Understanding under what conditions interacting populations, whether they be
plants, animals, or viral particles, coexist is a question of theoretical and practical
importance in population biology. Both biotic interactions and environmental fluctuations
are key factors that can facilitate or disrupt coexistence. To better understand this
interplay between these deterministic and stochastic forces, we develop a mathematical
theory extending the nonlinear theory of permanence for deterministic systems to stochastic
difference and differential equations. Our condition for coexistence requires that there is
a fixed set of weights associated with the interacting populations and this weighted
combination of populations' invasion rates is positive for any (ergodic) stationary
distribution associated with a subcollection of populations. Here, an invasion rate
corresponds to an average per-capita growth rate along a stationary distribution. When this
condition holds and there is sufficient noise in the system, we show that the populations
approach a unique positive stationary distribution. Moreover, we show that our coexistence
criterion is robust to small perturbations of the model functions.
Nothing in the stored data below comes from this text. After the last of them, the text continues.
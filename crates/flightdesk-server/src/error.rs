//! Error hierarchy for the flightdesk server.
//!
//! Each layer has its own enum: [`ToolError`] for flight providers,
//! [`EncodeError`] for SSE framing, [`StateError`] for run-state patches,
//! [`AgentError`] for anything that ends a run, and [`ApiError`] for plain
//! JSON endpoints. A run never surfaces an error to the HTTP layer once the
//! stream has started; it is turned into a `RUN_ERROR` event instead.
//!
//! # Example
//!
//! ```rust
//! use flightdesk_server::error::{AgentError, ToolError};
//!
//! fn describe(err: &AgentError) -> &'static str {
//!     match err {
//!         AgentError::Aborted { .. } => "client went away",
//!         AgentError::Tool(ToolError::UnknownTool { .. }) => "model asked for a tool we lack",
//!         _ => "run failed",
//!     }
//! }
//! ```

use flightdesk_core::CoreError;
use thiserror::Error;

/// Errors that terminate an agent run.
#[derive(Error, Debug)]
#[non_exhaustive]
pub enum AgentError {
    /// Run was cancelled, usually because the SSE client disconnected.
    #[error("run aborted: {reason}")]
    Aborted {
        /// Human-readable reason for the abort.
        reason: String,
    },

    /// An emission broke event ordering, or an agent broke its contract
    /// (for example no tool call when one was required).
    #[error("protocol violation in {event_type}: {violation}")]
    ProtocolViolation {
        /// The event type (or operation) that triggered the violation.
        event_type: &'static str,
        /// Description of what constraint was violated.
        violation: String,
    },

    /// Tool lookup or execution failed.
    #[error("tool error: {0}")]
    Tool(#[from] ToolError),

    /// LLM provider call failed.
    #[error("{service} request failed: {message}")]
    Upstream {
        /// Upstream service name.
        service: &'static str,
        /// Status and body, or the transport error.
        message: String,
    },

    /// Workflow could not be found or a step failed.
    #[error("{message}")]
    Workflow {
        /// Error message shown to the client.
        message: String,
    },

    /// Run-state update failed.
    #[error("state error: {0}")]
    State(#[from] StateError),

    /// HTTP or transport-level error.
    #[error("transport error: {0}")]
    Transport(#[from] TransportError),

    /// Error raised by an agent implementation.
    #[error("{message}")]
    Custom {
        /// Error message.
        message: String,
        /// Optional source error for chaining.
        #[source]
        source: Option<Box<dyn std::error::Error + Send + Sync>>,
    },

    /// Unexpected condition inside the server.
    #[error("internal error: {message}")]
    Internal {
        /// Description of the internal failure.
        message: String,
        /// Location in code where the error originated (`file:line`).
        location: &'static str,
    },
}

impl AgentError {
    /// Create a custom error with a message.
    #[must_use]
    pub fn custom(message: impl Into<String>) -> Self {
        Self::Custom {
            message: message.into(),
            source: None,
        }
    }

    /// Create a custom error with a message and source.
    #[must_use]
    pub fn custom_with_source(
        message: impl Into<String>,
        source: impl std::error::Error + Send + Sync + 'static,
    ) -> Self {
        Self::Custom {
            message: message.into(),
            source: Some(Box::new(source)),
        }
    }

    /// Create a workflow error.
    #[must_use]
    pub fn workflow(message: impl Into<String>) -> Self {
        Self::Workflow {
            message: message.into(),
        }
    }

    /// Create an internal error with location tracking.
    ///
    /// Use the `internal_error!` macro instead of calling this directly.
    #[doc(hidden)]
    #[must_use]
    pub fn internal(message: impl Into<String>, location: &'static str) -> Self {
        Self::Internal {
            message: message.into(),
            location,
        }
    }

    /// Check if this error represents a cancellation.
    #[must_use]
    pub fn is_cancelled(&self) -> bool {
        matches!(
            self,
            Self::Aborted { .. } | Self::Transport(TransportError::ClientDisconnected { .. })
        )
    }
}

/// Macro for creating internal errors with automatic location tracking.
#[macro_export]
macro_rules! internal_error {
    ($msg:expr) => {
        $crate::error::AgentError::internal($msg, concat!(file!(), ":", line!()))
    };
    ($fmt:expr, $($arg:tt)*) => {
        $crate::error::AgentError::internal(format!($fmt, $($arg)*), concat!(file!(), ":", line!()))
    };
}

/// Errors from the flight search tools.
#[derive(Error, Debug)]
#[non_exhaustive]
pub enum ToolError {
    /// Tool name is not one of the registered tools.
    #[error("unknown tool '{name}'")]
    UnknownTool {
        /// The requested tool name.
        name: String,
    },

    /// Arguments could not be decoded into search parameters.
    #[error("invalid arguments for {tool}: {reason}")]
    InvalidArguments {
        /// Tool id.
        tool: &'static str,
        /// Decoder message.
        reason: String,
    },

    /// Arguments decoded but failed validation.
    #[error(transparent)]
    Validation(#[from] CoreError),

    /// A public API call failed. Providers turn this into a fallback result.
    #[error("{service} error: {message}")]
    Upstream {
        /// Upstream service name.
        service: &'static str,
        /// Status or transport error.
        message: String,
    },
}

impl ToolError {
    /// Create an upstream error.
    #[must_use]
    pub fn upstream(service: &'static str, message: impl Into<String>) -> Self {
        Self::Upstream {
            service,
            message: message.into(),
        }
    }
}

/// Errors during event encoding and serialization.
#[derive(Error, Debug)]
#[non_exhaustive]
pub enum EncodeError {
    /// JSON serialization failed.
    #[error("JSON serialization failed for {event_type}: {source}")]
    Json {
        /// The event type being serialized.
        event_type: &'static str,
        /// The underlying `serde_json` error.
        #[source]
        source: serde_json::Error,
    },

    /// Event data exceeds maximum allowed size.
    #[error("event exceeds max size: {size} bytes > {max} bytes limit")]
    EventTooLarge {
        /// Actual size in bytes.
        size: usize,
        /// Maximum allowed size.
        max: usize,
    },
}

impl EncodeError {
    /// Create a JSON encoding error.
    #[must_use]
    pub fn json(event_type: &'static str, source: serde_json::Error) -> Self {
        Self::Json { event_type, source }
    }
}

/// Errors during run-state operations.
#[derive(Error, Debug)]
#[non_exhaustive]
pub enum StateError {
    /// State serialization/deserialization failed.
    #[error("state serialization failed: {reason}")]
    Serialization {
        /// Description of the serialization failure.
        reason: String,
    },

    /// A patch did not apply to the target document.
    #[error("state patch failed: {reason}")]
    Patch {
        /// What the patch could not do.
        reason: String,
    },
}

/// HTTP and transport-level errors.
#[derive(Error, Debug)]
#[non_exhaustive]
pub enum TransportError {
    /// Request timed out.
    #[error("request timed out after {duration_ms}ms")]
    Timeout {
        /// Timeout duration in milliseconds.
        duration_ms: u64,
    },

    /// Client disconnected before response completed.
    #[error("client disconnected: {reason}")]
    ClientDisconnected {
        /// Reason or context for the disconnect.
        reason: String,
    },
}

/// Errors returned by the plain JSON endpoints.
#[derive(Error, Debug)]
#[non_exhaustive]
pub enum ApiError {
    /// Request body is missing fields or malformed. Maps to 400.
    #[error("{0}")]
    Validation(String),

    /// Resource does not exist. Maps to 404.
    #[error("{0}")]
    NotFound(String),

    /// Anything else. Maps to 500; `detail` is only exposed in development.
    #[error("internal server error")]
    Internal {
        /// Error text shown when running in development mode.
        detail: Option<String>,
    },
}

impl ApiError {
    /// Build an internal error, keeping the detail only when `expose` is set.
    #[must_use]
    pub fn internal(err: impl std::fmt::Display, expose: bool) -> Self {
        Self::Internal {
            detail: expose.then(|| err.to_string()),
        }
    }

    /// HTTP status code for this error.
    #[must_use]
    pub fn status_code(&self) -> u16 {
        match self {
            Self::Validation(_) => 400,
            Self::NotFound(_) => 404,
            Self::Internal { .. } => 500,
        }
    }

    /// JSON body for this error.
    #[must_use]
    pub fn body(&self) -> serde_json::Value {
        match self {
            Self::Validation(message) | Self::NotFound(message) => {
                serde_json::json!({ "error": message })
            }
            Self::Internal { detail } => serde_json::json!({
                "error": "Internal server error",
                "message": detail.as_deref().unwrap_or("Something went wrong"),
            }),
        }
    }
}

/// Result type alias for agent operations.
pub type AgentResult<T> = Result<T, AgentError>;

/// Result type alias for tool operations.
pub type ToolResult<T> = Result<T, ToolError>;

/// Result type alias for encoding operations.
pub type EncodeResult<T> = Result<T, EncodeError>;

/// Result type alias for state operations.
pub type StateResult<T> = Result<T, StateError>;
Using this theory, we
illustrate that (i) environmental noise enhances or inhibits coexistence in communities
with rock-paper-scissor dynamics depending on correlations between interspecific
demographic rates, (ii) stochastic variation in mortality rates has no effect on the
coexistence criteria for discrete-time Lotka-Volterra communities, and (iii) random forcing
can promote genetic diversity in the presence of exploitative interactions.